La décision de Charleen

Vanessa Ramon Dols vit dans le sud de la France. Son amoureux et elle ont fait baptiser leurs trois filles à l'église. Pour sa deuxième fille, le couple a toutefois tout recommencé le processus et organisé un nouveau baptême... à la mairie, cette fois.

«Pour [Charleen], les choses ne se sont pas aussi bien passées que pour les deux autres», résume d'abord la mère de 34 ans. Le baptême religieux a eu lieu en 2010, alors que le bébé n'avait qu'un mois et demi. Les parents avaient désigné un parrain et une marraine, après une longue réflexion. Ces amis très proches leur semblaient tout indiqués pour accompagner leur fille.

«Nous attendons des gens choisis qu'ils accompagnent nos filles tout au long de leur vie, qu'ils soient présents dans les bons comme dans les mauvais moments», explique Vanessa.

Or, pour une raison qu'elle ignore, la marraine et le parrain ont tourné le dos à la famille lorsque la petite avait environ 2 ans. D'abord, la marraine a soudainement coupé les ponts, sans détailler sa décision. «Officiellement, l'excuse donnée était une divergence d'opinions politiques», raconte Vanessa, vexée.

Puis, le parrain a lui aussi cessé de prendre des nouvelles. La marraine et le parrain, avec leur conjoint respectif, ont commencé à se fréquenter sans Vanessa et sa famille. «Leur comportement nous a fait très mal, et encore aujourd'hui nous ne savons pas ce qui a déclenché tout ça», ajoute-t-elle.
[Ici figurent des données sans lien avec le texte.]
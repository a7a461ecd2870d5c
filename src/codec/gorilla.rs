//! Gorilla XOR float compression (Pelkonen et al., VLDB 2015), over the raw
//! bit pattern of each `f64`. Ported from the teacher's
//! `encoding::float_encoder` module (itself adapted from `dgryski/go-tsz`),
//! with the timestamp-compression half removed (this engine's timestamps are
//! never co-encoded with the value stream — see `codec::integer` for that)
//! and errors routed through `CodecError` instead of `anyhow`.

use crate::codec::bit::{BitReader, BitWriter, Read as _, Write as _};
use crate::error::CodecError;

const BASIC_VALUE: u64 = u64::MAX;

pub struct GorillaEncoder {
    val: f64,
    leading: u64,
    trailing: u64,
    bw: BitWriter,
    first: bool,
}

impl GorillaEncoder {
    pub fn new() -> Self {
        Self {
            val: 0.0,
            leading: 0,
            trailing: BASIC_VALUE,
            bw: BitWriter::new(),
            first: true,
        }
    }

    pub fn write(&mut self, v: f64) -> Result<(), CodecError> {
        if v.is_nan() {
            return Err(CodecError::OutOfRange("gorilla cannot encode NaN".into()));
        }

        if self.first {
            self.val = v;
            self.first = false;
            self.bw.write_bits(v.to_bits(), 64);
            return Ok(());
        }

        let v_delta = v.to_bits() ^ self.val.to_bits();

        if v_delta == 0 {
            self.bw.write_bit(crate::codec::bit::Bit::Zero);
        } else {
            self.bw.write_bit(crate::codec::bit::Bit::One);

            let mut leading = v_delta.leading_zeros() as u64;
            let trailing = v_delta.trailing_zeros() as u64;

            leading &= 0x1F;
            if leading >= 32 {
                leading = 31;
            }

            if self.leading != BASIC_VALUE && leading >= self.leading && trailing >= self.trailing {
                self.bw.write_bit(crate::codec::bit::Bit::Zero);
                self.bw.write_bits(
                    v_delta >> self.trailing,
                    64 - self.leading as u32 - self.trailing as u32,
                );
            } else {
                self.leading = leading;
                self.trailing = trailing;

                self.bw.write_bit(crate::codec::bit::Bit::One);
                self.bw.write_bits(leading, 5);

                let sigbits = 64 - leading - trailing;
                self.bw.write_bits(sigbits, 6);
                self.bw.write_bits(v_delta >> trailing, sigbits as u32);
            }
        }

        self.val = v;
        Ok(())
    }

    pub fn into_bytes(self) -> Vec<u8> {
        self.bw.into_bytes()
    }
}

pub struct GorillaDecoder<'a> {
    val: f64,
    leading: u32,
    trailing: u32,
    br: BitReader<'a>,
    first: bool,
}

impl<'a> GorillaDecoder<'a> {
    pub fn new(bytes: &'a [u8]) -> Self {
        Self {
            val: 0.0,
            leading: 0,
            trailing: 0,
            br: BitReader::new(bytes),
            first: true,
        }
    }

    /// Decodes the next value, or `Ok(None)` once `count` values (tracked by
    /// the caller) have all been produced. Unlike the teacher's version,
    /// this decoder is driven by an explicit expected count rather than a
    /// NaN end-of-stream sentinel, since the block format already records
    /// how many values it holds (the data block's item count).
    pub fn next(&mut self) -> Result<f64, CodecError> {
        if self.first {
            self.first = false;
            let bits = self.br.read_bits(64)?;
            self.val = f64::from_bits(bits);
            return Ok(self.val);
        }

        if self.br.read_bit()? == crate::codec::bit::Bit::Zero {
            return Ok(self.val);
        }

        if self.br.read_bit()? == crate::codec::bit::Bit::One {
            let leading = self.br.read_bits(5)? as u32;
            let sigbits_raw = self.br.read_bits(6)? as u32;
            let sigbits = if sigbits_raw == 0 { 64 } else { sigbits_raw };
            self.leading = leading;
            self.trailing = 64 - leading - sigbits;
        }

        let mbits = 64 - self.leading - self.trailing;
        let bits = self.br.read_bits(mbits)?;
        let v_delta = bits << self.trailing;
        self.val = f64::from_bits(self.val.to_bits() ^ v_delta);
        Ok(self.val)
    }
}

#[cfg(test)]
mod tests {
    use super::*;

    fn round_trip(values: &[f64]) -> Vec<f64> {
        let mut enc = GorillaEncoder::new();
        for &v in values {
            enc.write(v).unwrap();
        }
        let bytes = enc.into_bytes();

        let mut dec = GorillaDecoder::new(&bytes);
        (0..values.len()).map(|_| dec.next().unwrap()).collect()
    }

    #[test]
    fn round_trips_constant_values() {
        let values = vec![3.5f64; 2000];
        assert_eq!(round_trip(&values), values);
    }

    #[test]
    fn round_trips_varying_values() {
        let values: Vec<f64> = (0..2000).map(|i| (i as f64) * 0.1).collect();
        assert_eq!(round_trip(&values), values);
    }

    #[test]
    fn rejects_nan_input() {
        let mut enc = GorillaEncoder::new();
        assert!(enc.write(f64::NAN).is_err());
    }
}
En grandissant, la petite Charleen se questionnait sur l'absence de son parrain et de sa marraine, alors que ses soeurs, elles, côtoyaient les leurs régulièrement.

C'est ainsi que le couple a eu l'idée de profiter du baptême civil, une cérémonie offerte dans la ville où il vivait auparavant.

Fierté

«Mon mari et moi avons eu une discussion avec notre fille en lui expliquant que si elle le souhaitait, elle pouvait choisir sa nouvelle marraine et son nouveau parrain, raconte Vanessa. Du haut de ses presque 5 ans, elle nous a émus en faisant sa demande à mon frère et à sa compagne.»

La cérémonie a eu lieu le 8 août 2015 à la mairie Jonquières. Bien que l'événement n'ait aucune valeur légale, son caractère officiel a plu à la famille. «Ce jour-là, [Charleen] a reçu des mains des élus de la mairie son certificat de parrainage. Quelle fierté elle avait à le regarder et à dire: "Ça y est, j'ai un parrain et une marraine!", se remémore Vanessa. Ce fut une journée riche en émotion pour toutes les personnes présentes.»

Elle se réjouit d'avoir pu profiter du baptême civil, qui a l'avantage, ajoute-t-elle, de permettre à plus de familles, croyantes ou non, d'avoir accès à une cérémonie sur mesure.

PHOTO FOURNIE PAR VANESSA RAMON DOLS

La petite Charleen en compagnie de son nouveau parrain et de sa nouvelle marraine, à l'occasion de son baptême civil, célébré le 8 août 2015.

Comment choisit-on une marraine et un parrain?

On ne choisit pas les parrains-marraines de ses enfants à la légère, car c'est un rôle qui doit être pris au sérieux. Que doit-on considérer? Quelles qualités doivent-ils avoir? Nous avons demandé conseil à la psychologue Suzanne Vallières, elle-même cinq fois marraine.

Comment choisir le parrain et la marraine?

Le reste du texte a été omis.